# Lekarze > Forum neurologiczne >  Głowa! co robic

## Permen23

Witam,
mam 17lat. Miewam czesto problemy z glowa koncetracja i pamiecia.. ;/
Czesto boli mnie blowa z gory, czolo, zatoki rzadziej skronie. Przy bolach zatokowym mam tez takie cos jak rozmazanie ekranu. W kacikach obraz mi sie rozmazuje i nie moge patrzec na swiatlo... Duzo  rzeczy zapominam z poprzedniego dnia ;/ kto co mowil co ja omwilem itd... Czasami tez serce wlaczy sie do tego tzn szybko bije i jest mi strasznie duszno.. Mam tak od lutego ..Myslalem ze przejdzie a tu nic.. Jest tylko co raz gorzej ..
Dostalem skierowanie na dno oka.. nie wiem co to mi da..

Prosze o pomoc

z gory dziekuje

----------


## Krzysztof

Witam
Badanie dna oka może pokazać bardzo dużo.

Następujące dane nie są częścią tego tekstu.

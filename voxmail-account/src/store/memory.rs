use chrono::{DateTime, Utc};
use std::collections::HashMap;
use std::sync::{RwLock, RwLockReadGuard, RwLockWriteGuard};
use uuid::Uuid;

use voxmail_shared::errors::{AppError, AppResult};

use crate::models::{
    ConnectionGrant, EmailHistoryRecord, Message, NewEmailHistory, NewMessage, NewUser,
    OAuthConnection, User, UserChanges,
};

use super::AccountStore;

/// In-process store for development and tests.
///
/// A single lock guards all tables, so each trait method is atomic in the
/// same way a single SQL statement is against Postgres. Nothing survives a
/// restart.
#[derive(Debug, Default)]
pub struct MemoryStore {
    state: RwLock<MemoryState>,
}

#[derive(Debug, Default)]
struct MemoryState {
    users: HashMap<Uuid, User>,
    user_ids_by_email: HashMap<String, Uuid>,
    connections: HashMap<Uuid, OAuthConnection>,
    messages: HashMap<Uuid, Vec<Message>>,
    email_history: HashMap<Uuid, Vec<EmailHistoryRecord>>,
    next_seq: i64,
}

impl MemoryState {
    fn user_by_email_mut(&mut self, email: &str) -> Option<&mut User> {
        let id = *self.user_ids_by_email.get(email)?;
        self.users.get_mut(&id)
    }

    fn insert_user(&mut self, new: NewUser) -> User {
        let user = User {
            id: new.id,
            email: new.email,
            name: new.name,
            password_hash: new.password_hash,
            credits: new.credits,
            otp_code: new.otp_code,
            otp_expires_at: new.otp_expires_at,
            created_at: new.created_at,
            updated_at: new.updated_at,
        };
        self.user_ids_by_email.insert(user.email.clone(), user.id);
        self.users.insert(user.id, user.clone());
        user
    }

    fn require_user(&self, user_id: Uuid) -> AppResult<()> {
        if self.users.contains_key(&user_id) {
            Ok(())
        } else {
            Err(AppError::not_found("user not found"))
        }
    }
}

impl MemoryStore {
    pub fn new() -> Self {
        Self::default()
    }

    fn read(&self) -> AppResult<RwLockReadGuard<'_, MemoryState>> {
        self.state
            .read()
            .map_err(|_| AppError::internal("memory store lock poisoned"))
    }

    fn write(&self) -> AppResult<RwLockWriteGuard<'_, MemoryState>> {
        self.state
            .write()
            .map_err(|_| AppError::internal("memory store lock poisoned"))
    }
}

impl AccountStore for MemoryStore {
    fn find_user_by_email(&self, email: &str) -> AppResult<Option<User>> {
        let state = self.read()?;
        Ok(state
            .user_ids_by_email
            .get(email)
            .and_then(|id| state.users.get(id))
            .cloned())
    }

    fn find_user_by_id(&self, id: Uuid) -> AppResult<Option<User>> {
        Ok(self.read()?.users.get(&id).cloned())
    }

    fn upsert_user(&self, new: NewUser, changes: UserChanges) -> AppResult<User> {
        let mut state = self.write()?;
        if let Some(user) = state.user_by_email_mut(&new.email) {
            if let Some(name) = changes.name {
                user.name = Some(name);
            }
            if let Some(hash) = changes.password_hash {
                user.password_hash = Some(hash);
            }
            user.updated_at = changes.updated_at;
            return Ok(user.clone());
        }
        Ok(state.insert_user(new))
    }

    fn store_otp(
        &self,
        email: &str,
        code: &str,
        expires_at: DateTime<Utc>,
        now: DateTime<Utc>,
    ) -> AppResult<User> {
        let mut state = self.write()?;
        if let Some(user) = state.user_by_email_mut(email) {
            user.otp_code = Some(code.to_string());
            user.otp_expires_at = Some(expires_at);
            user.updated_at = now;
            return Ok(user.clone());
        }
        let new = NewUser {
            otp_code: Some(code.to_string()),
            otp_expires_at: Some(expires_at),
            ..NewUser::bare(email, now)
        };
        Ok(state.insert_user(new))
    }

    fn consume_otp(&self, email: &str, code: &str, now: DateTime<Utc>) -> AppResult<Option<User>> {
        let mut state = self.write()?;
        let Some(user) = state.user_by_email_mut(email) else {
            return Ok(None);
        };
        let matches = match (&user.otp_code, user.otp_expires_at) {
            (Some(stored), Some(expires_at)) => stored == code && now < expires_at,
            _ => false,
        };
        if !matches {
            return Ok(None);
        }
        user.otp_code = None;
        user.otp_expires_at = None;
        user.updated_at = now;
        Ok(Some(user.clone()))
    }

    fn decrement_credits(&self, user_id: Uuid) -> AppResult<Option<i32>> {
        let mut state = self.write()?;
        let user = state
            .users
            .get_mut(&user_id)
            .ok_or_else(|| AppError::not_found("user not found"))?;
        if user.credits <= 0 {
            return Ok(None);
        }
        user.credits -= 1;
        Ok(Some(user.credits))
    }

    fn upsert_connection(
        &self,
        user_id: Uuid,
        grant: &ConnectionGrant,
        now: DateTime<Utc>,
    ) -> AppResult<OAuthConnection> {
        let mut state = self.write()?;
        state.require_user(user_id)?;
        let connection = state
            .connections
            .entry(user_id)
            .and_modify(|c| {
                c.access_token = grant.access_token.clone();
                c.refresh_token = grant.refresh_token.clone();
                c.expires_at = grant.expires_at;
                c.scopes = grant.scopes.clone();
                c.updated_at = now;
            })
            .or_insert_with(|| OAuthConnection {
                id: Uuid::now_v7(),
                user_id,
                access_token: grant.access_token.clone(),
                refresh_token: grant.refresh_token.clone(),
                expires_at: grant.expires_at,
                scopes: grant.scopes.clone(),
                updated_at: now,
            });
        Ok(connection.clone())
    }

    fn find_connection(&self, user_id: Uuid) -> AppResult<Option<OAuthConnection>> {
        Ok(self.read()?.connections.get(&user_id).cloned())
    }

    fn insert_message(&self, new: NewMessage) -> AppResult<Message> {
        let mut state = self.write()?;
        state.require_user(new.user_id)?;
        let role = new.role.parse().map_err(AppError::internal)?;
        state.next_seq += 1;
        let message = Message {
            id: new.id,
            seq: state.next_seq,
            user_id: new.user_id,
            role,
            content: new.content,
            analysis: new.analysis,
            created_at: new.created_at,
        };
        state
            .messages
            .entry(new.user_id)
            .or_default()
            .push(message.clone());
        Ok(message)
    }

    fn messages_newest_first(&self, user_id: Uuid, offset: u64, limit: u64) -> AppResult<Vec<Message>> {
        let state = self.read()?;
        let mut log: Vec<&Message> = state
            .messages
            .get(&user_id)
            .map(|m| m.iter().collect())
            .unwrap_or_default();
        log.sort_by(|a, b| (b.created_at, b.seq).cmp(&(a.created_at, a.seq)));
        Ok(log
            .into_iter()
            .skip(usize::try_from(offset).unwrap_or(usize::MAX))
            .take(limit as usize)
            .cloned()
            .collect())
    }

    fn insert_email_history(&self, new: NewEmailHistory) -> AppResult<EmailHistoryRecord> {
        let mut state = self.write()?;
        state.require_user(new.user_id)?;
        let record = EmailHistoryRecord {
            id: new.id,
            user_id: new.user_id,
            receiver_email: new.receiver_email,
            receiver_name: new.receiver_name,
            email_type: new.email_type,
            status: new.status,
            sent_at: new.sent_at,
        };
        state
            .email_history
            .entry(record.user_id)
            .or_default()
            .push(record.clone());
        Ok(record)
    }

    fn email_history(&self, user_id: Uuid, limit: u64) -> AppResult<Vec<EmailHistoryRecord>> {
        let state = self.read()?;
        let mut records: Vec<EmailHistoryRecord> =
            state.email_history.get(&user_id).cloned().unwrap_or_default();
        records.sort_by(|a, b| b.sent_at.cmp(&a.sent_at));
        records.truncate(limit as usize);
        Ok(records)
    }

    fn ping(&self) -> AppResult<()> {
        self.read().map(|_| ())
    }
}

#[cfg(test)]
mod tests {
    use super::*;
    use crate::models::MAX_CREDITS;
    use chrono::Duration;

    fn now() -> DateTime<Utc> {
        DateTime::from_timestamp(1_767_225_600, 0).unwrap()
    }

    #[test]
    fn upsert_preserves_credits_and_creation_time() {
        let store = MemoryStore::new();
        let first = store
            .store_otp("a@x.com", "123456", now() + Duration::minutes(5), now())
            .unwrap();
        store.decrement_credits(first.id).unwrap();

        let later = now() + Duration::hours(1);
        let user = store
            .upsert_user(
                NewUser::bare("a@x.com", later),
                UserChanges {
                    name: Some("Ada".into()),
                    password_hash: None,
                    updated_at: later,
                },
            )
            .unwrap();

        assert_eq!(user.id, first.id);
        assert_eq!(user.credits, MAX_CREDITS - 1);
        assert_eq!(user.created_at, now());
        assert_eq!(user.updated_at, later);
        assert_eq!(user.name.as_deref(), Some("Ada"));
        assert!(user.otp_code.is_some());
    }

    #[test]
    fn consume_is_single_use() {
        let store = MemoryStore::new();
        store
            .store_otp("a@x.com", "123456", now() + Duration::minutes(5), now())
            .unwrap();

        assert!(store.consume_otp("a@x.com", "123456", now()).unwrap().is_some());
        assert!(store.consume_otp("a@x.com", "123456", now()).unwrap().is_none());
    }

    #[test]
    fn decrement_saturates_at_zero() {
        let store = MemoryStore::new();
        let user = store.upsert_user(
            NewUser::bare("a@x.com", now()),
            UserChanges { name: None, password_hash: None, updated_at: now() },
        )
        .unwrap();

        for expected in (0..MAX_CREDITS).rev() {
            assert_eq!(store.decrement_credits(user.id).unwrap(), Some(expected));
        }
        assert_eq!(store.decrement_credits(user.id).unwrap(), None);
        assert_eq!(store.find_user_by_id(user.id).unwrap().unwrap().credits, 0);
    }

    #[test]
    fn decrement_for_unknown_user_is_not_found() {
        let store = MemoryStore::new();
        assert!(store.decrement_credits(Uuid::new_v4()).is_err());
    }

    #[test]
    fn parallel_decrements_stop_at_zero() {
        let store = MemoryStore::new();
        let user = store
            .store_otp("a@x.com", "123456", now() + Duration::minutes(5), now())
            .unwrap();

        let taken: Vec<Option<i32>> = std::thread::scope(|s| {
            let handles: Vec<_> = (0..32)
                .map(|_| s.spawn(|| store.decrement_credits(user.id).unwrap()))
                .collect();
            handles.into_iter().map(|h| h.join().unwrap()).collect()
        });

        let mut balances: Vec<i32> = taken.iter().flatten().copied().collect();
        balances.sort_unstable();
        assert_eq!(balances, (0..MAX_CREDITS).collect::<Vec<_>>());
        assert_eq!(taken.iter().filter(|b| b.is_none()).count(), 32 - MAX_CREDITS as usize);
        assert_eq!(store.find_user_by_id(user.id).unwrap().unwrap().credits, 0);
    }

    #[test]
    fn connection_upsert_overwrites_in_place() {
        let store = MemoryStore::new();
        let user = store
            .store_otp("a@x.com", "123456", now() + Duration::minutes(5), now())
            .unwrap();
        let grant = ConnectionGrant {
            access_token: "at-1".into(),
            refresh_token: "rt-1".into(),
            expires_at: now() + Duration::hours(1),
            scopes: vec!["gmail.send".into()],
        };
        let first = store.upsert_connection(user.id, &grant, now()).unwrap();

        let regrant = ConnectionGrant {
            access_token: "at-2".into(),
            expires_at: now() + Duration::hours(2),
            ..grant
        };
        let second = store.upsert_connection(user.id, &regrant, now()).unwrap();

        assert_eq!(first.id, second.id);
        assert_eq!(second.access_token, "at-2");
        assert_eq!(second.expires_at, now() + Duration::hours(2));
    }
}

Obrzęk tarczy nerwu wzrokowego, który może być wykryty podczas badania dna oka świadczy o zwiększonym ciśnieniu śródczaszkowym, jeśli zostanie stwierdzony, prawdopodobnie lekarz będzie poszukiwał przyczyn bólów głowy w czaszce - może to być zapalenie, rzadko guzy i inne procesy. Badanie dna oka może też wykluczyć ewentualne oczne przyczyny problemu, jak choćby rozpoczynająca się jaskra. Możliwe są też przyczyny takie jak migrena czy zatoki o których wspomniałeś, które są bardzo częstą przyczyną takich dolegliwości.

----------